The IMF and the Asian Development Bank project Pakistan’s FY25 GDP growth at 3pc, whereas the World Bank’s projection is a bit lower at 2.8pc. Even a 2.8pc growth could push imports higher (more so amidst consistent IMF pressure for further liberalisation of the import regime), widening the current account deficit (CAD). A swelling CAD exerts pressure on the exchange rate, increasing import costs and external debt servicing. A weaker rupee, in turn, can reignite inflationary pressures, reversing recent gains.
To counter these risks, Pakistan must focus on boosting exports, curbing unnecessary imports without attracting IMF objections, promoting import substitution, and attracting foreign investment. Strengthening domestic industries, diversifying trade partners, and maintaining fiscal discipline are crucial to stabilising the external account.
A strong indication of whether our policymakers realise the gravity of the challenges ahead would come later this month when the SBP is due to revise its monetary policy.
Meanwhile, the structural issue of income disparity remains unaddressed. According to the United Nations Development Programme’s (UNDP) 2020 National Human Development Report on Pakistan, the richest 10pc in the country hold 40pc of total wealth, while the bottom 40pc own just 17pc.
These values may have deteriorated further for the poorer sections of the population now, but more recent data isn’t available. The economic strain of 2024 pushed 13m more people below the poverty line, raising the poverty rate to 25.3pc.
More recently, the UNDP’s 2023-24 report highlights a 33pc decline in Pakistan’s inequality-adjusted Human Development Index, signalling deteriorating access to education, healthcare, and jobs.

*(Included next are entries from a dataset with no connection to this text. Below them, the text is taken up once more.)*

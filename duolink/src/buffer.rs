//! Shared exchange buffer and its chunk layout
//!
//! The buffer holds `2 × worker_count` chunks. Which chunk carries which worker's
//! setpoint or measurement depends on the role of the local core and is fixed when the
//! [`Layout`] is built. Peers must agree on these formulas exactly.
//!
//! For two workers the chunk indices are:
//!
//! | role       | setpoints (w0, w1) | measurements (w0, w1) |
//! |------------|--------------------|-----------------------|
//! | controller | 1, 0               | 3, 2                  |
//! | worker 0   | 2, 1               | 0, 3                  |
//! | worker 1   | 3, 2               | 1, 0                  |
//!
//! The buffer is never locked. DMA touches it only between chip-select assertion and
//! receive completion; software reads and stamps chunks outside that window.

use core::cell::UnsafeCell;
use core::marker::PhantomData;
use core::ops::Range;
use core::ptr::NonNull;

use crate::config::{Config, HEADER_WORDS};
use crate::core::{ChunkKind, WorkerId};

/// Statically allocated exchange buffer of `W` words
pub struct SharedBuffer<const W: usize> {
    words: UnsafeCell<[u16; W]>,
}

// SAFETY: concurrent access is serialized by the transfer protocol, see module docs
unsafe impl<const W: usize> Sync for SharedBuffer<W> {}

impl<const W: usize> SharedBuffer<W> {
    pub const fn new() -> Self {
        Self {
            words: UnsafeCell::new([0; W]),
        }
    }

    pub const fn len(&self) -> usize {
        W
    }

    pub const fn is_empty(&self) -> bool {
        W == 0
    }

    /// Start address for DMA channel configuration
    pub fn as_mut_ptr(&self) -> *mut u16 {
        self.words.get().cast()
    }

    pub fn get_mut(&mut self) -> &mut [u16; W] {
        self.words.get_mut()
    }

    /// Mutable access to the whole buffer
    ///
    /// # Safety
    ///
    /// No DMA channel, interrupt handler or other reference may access the buffer while
    /// the returned slice is alive.
    #[allow(clippy::mut_from_ref)]
    pub unsafe fn words_mut(&self) -> &mut [u16] {
        // SAFETY: exclusivity guaranteed by the caller
        unsafe { &mut *self.words.get() }
    }

    pub(crate) fn view(&self) -> BufferRef<'_> {
        BufferRef {
            ptr: unwrap!(NonNull::new(self.as_mut_ptr())),
            len: W,
            _marker: PhantomData,
        }
    }
}

impl<const W: usize> Default for SharedBuffer<W> {
    fn default() -> Self {
        Self::new()
    }
}

/// Untyped handle to a shared buffer
#[derive(Clone, Copy)]
pub(crate) struct BufferRef<'a> {
    ptr: NonNull<u16>,
    len: usize,
    _marker: PhantomData<&'a UnsafeCell<[u16]>>,
}

// SAFETY: the handle only grants access through unsafe accessors
unsafe impl Send for BufferRef<'_> {}
unsafe impl Sync for BufferRef<'_> {}

impl BufferRef<'_> {
    pub(crate) fn len(&self) -> usize {
        self.len
    }

    /// # Safety
    ///
    /// No writer may touch `range` while the returned slice is alive.
    pub(crate) unsafe fn words(&self, range: Range<usize>) -> &[u16] {
        assert!(range.start <= range.end && range.end <= self.len);
        // SAFETY: range checked above, aliasing guaranteed by the caller
        unsafe { core::slice::from_raw_parts(self.ptr.as_ptr().add(range.start), range.len()) }
    }

    /// # Safety
    ///
    /// No other reader or writer may touch `range` while the returned slice is alive.
    #[allow(clippy::mut_from_ref)]
    pub(crate) unsafe fn words_mut(&self, range: Range<usize>) -> &mut [u16] {
        assert!(range.start <= range.end && range.end <= self.len);
        // SAFETY: range checked above, aliasing guaranteed by the caller
        unsafe {
            core::slice::from_raw_parts_mut(self.ptr.as_ptr().add(range.start), range.len())
        }
    }
}

/// Position of the local core on the link
#[derive(Debug, Copy, Clone, PartialEq, Eq)]
#[cfg_attr(feature = "defmt", derive(defmt::Format))]
pub enum Role {
    Controller,
    Worker(WorkerId),
}

/// Word range streamed by one DMA channel
#[derive(Debug, Copy, Clone, PartialEq, Eq)]
#[cfg_attr(feature = "defmt", derive(defmt::Format))]
pub struct Window {
    pub offset: usize,
    pub len: usize,
}

impl Window {
    pub fn range(&self) -> Range<usize> {
        self.offset..self.offset + self.len
    }
}

#[derive(Debug, Copy, Clone, PartialEq, Eq)]
#[cfg_attr(feature = "defmt", derive(defmt::Format))]
pub enum LayoutError {
    /// Layout built for the other role
    Role,
    WorkerCount,
    ChunkSize,
    WorkerId,
    BufferLength,
}

/// Chunk assignment of the local core
#[derive(Debug, Copy, Clone, PartialEq, Eq)]
#[cfg_attr(feature = "defmt", derive(defmt::Format))]
pub struct Layout {
    role: Role,
    worker_count: usize,
    chunk_size: usize,
    total_words: usize,
}

impl Layout {
    pub fn new(config: &Config, role: Role) -> Result<Self, LayoutError> {
        let worker_count = config.worker_count;
        if worker_count == 0 || worker_count > WorkerId::MAX.index() + 1 {
            return Err(LayoutError::WorkerCount);
        }
        if config.chunk_size <= HEADER_WORDS {
            return Err(LayoutError::ChunkSize);
        }
        if let Role::Worker(id) = role {
            if id.index() >= worker_count {
                return Err(LayoutError::WorkerId);
            }
        }
        Ok(Self {
            role,
            worker_count,
            chunk_size: config.chunk_size,
            total_words: config.buffer_words(),
        })
    }

    pub fn role(&self) -> Role {
        self.role
    }

    pub fn worker_count(&self) -> usize {
        self.worker_count
    }

    pub fn chunk_size(&self) -> usize {
        self.chunk_size
    }

    pub fn total_words(&self) -> usize {
        self.total_words
    }

    pub fn check_buffer_len(&self, len: usize) -> Result<(), LayoutError> {
        if len == self.total_words() {
            Ok(())
        } else {
            Err(LayoutError::BufferLength)
        }
    }

    pub fn workers(&self) -> impl Iterator<Item = WorkerId> + use<> {
        (0..self.worker_count).map(|i| WorkerId::from_u8_truncating(i as u8))
    }

    /// Chunk index holding the worker's setpoint
    pub fn setpoint_chunk(&self, worker: WorkerId) -> usize {
        let n = self.worker_count;
        let w = worker.index();
        assert!(w < n);
        match self.role {
            Role::Controller => n - 1 - w,
            Role::Worker(id) => n - 1 - w + (id.index() + 1),
        }
    }

    /// Chunk index holding the worker's measurement
    pub fn measurement_chunk(&self, worker: WorkerId) -> usize {
        let n = self.worker_count;
        let w = worker.index();
        assert!(w < n);
        match self.role {
            Role::Controller => 2 * n - 1 - w,
            Role::Worker(id) => (2 * n - 1 - w + (id.index() + 1)) % (2 * n),
        }
    }

    /// Word range of the worker's chunk of the given kind
    pub fn chunk(&self, kind: ChunkKind, worker: WorkerId) -> Range<usize> {
        let index = match kind {
            ChunkKind::Setpoint => self.setpoint_chunk(worker),
            ChunkKind::Measurement => self.measurement_chunk(worker),
        };
        index * self.chunk_size..(index + 1) * self.chunk_size
    }

    /// Words streamed out to the peer
    pub fn tx_window(&self) -> Window {
        Window {
            offset: 0,
            len: self.total_words(),
        }
    }

    /// Words filled in by the peer
    pub fn rx_window(&self) -> Window {
        match self.role {
            Role::Controller => Window {
                offset: self.worker_count * self.chunk_size,
                len: self.worker_count * self.chunk_size,
            },
            Role::Worker(_) => Window {
                offset: self.chunk_size,
                len: self.total_words() - self.chunk_size,
            },
        }
    }

    /// Chunks stamped by the local core
    pub fn is_owned(&self, kind: ChunkKind, worker: WorkerId) -> bool {
        match (self.role, kind) {
            (Role::Controller, ChunkKind::Setpoint) => true,
            (Role::Controller, ChunkKind::Measurement) => false,
            (Role::Worker(_), ChunkKind::Setpoint) => false,
            (Role::Worker(id), ChunkKind::Measurement) => id == worker,
        }
    }
}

Rural-urban disparity remains stark. Farmers struggle with outdated technology, poor infrastructure, and limited market access. Gender inequality further deepens income gaps, with Pakistan ranking 135th out of 166 countries on the Gender Inequality Index.
Addressing these challenges requires policies that foster inclusive growth — expanding education and
healthcare access, supporting small businesses, and ensuring equal opportunities across gender and geography. Without structural reforms, easing inflation alone won’t reduce the economic divide, which is becoming increasingly important for sustainable economic growth.
Pakistan stands at a difficult turn. Lower inflation offers short-term relief, but rising trade imbalances and persistent income disparity demand urgent policy action. Stabilisation is not enough; long-term, equitable growth must be the goal. But marrying objectives with means is necessary. Setting lofty national objectives is one thing, and achieving them under fiscal and geopolitical constraints is another.
During the first two quarters of this fiscal year, the current hybrid regime has financed fiscal deficits (Rs1.896 trillion and Rs1.538tr respectively) entirely from bank borrowings (Rs1.874tr and R2.025tr respectively), data released by the Ministry of Finance reveals. Small wonder then that banks continue lending to the government aggressively, forgetting the actual needs of the private sector. The private sector, suffering from a lack of formal financing, fails to contribute as much to the country’s economy as it should.
We must not forget that large-scale manufacturing (LSM) output has still not started growing. Between the first half of this fiscal year (between July and December 2024), the LSM output contracted 1.87pc year-on-year. The rate of contraction was even greater — 3.73pc in the month of December alone, PBS data reveal.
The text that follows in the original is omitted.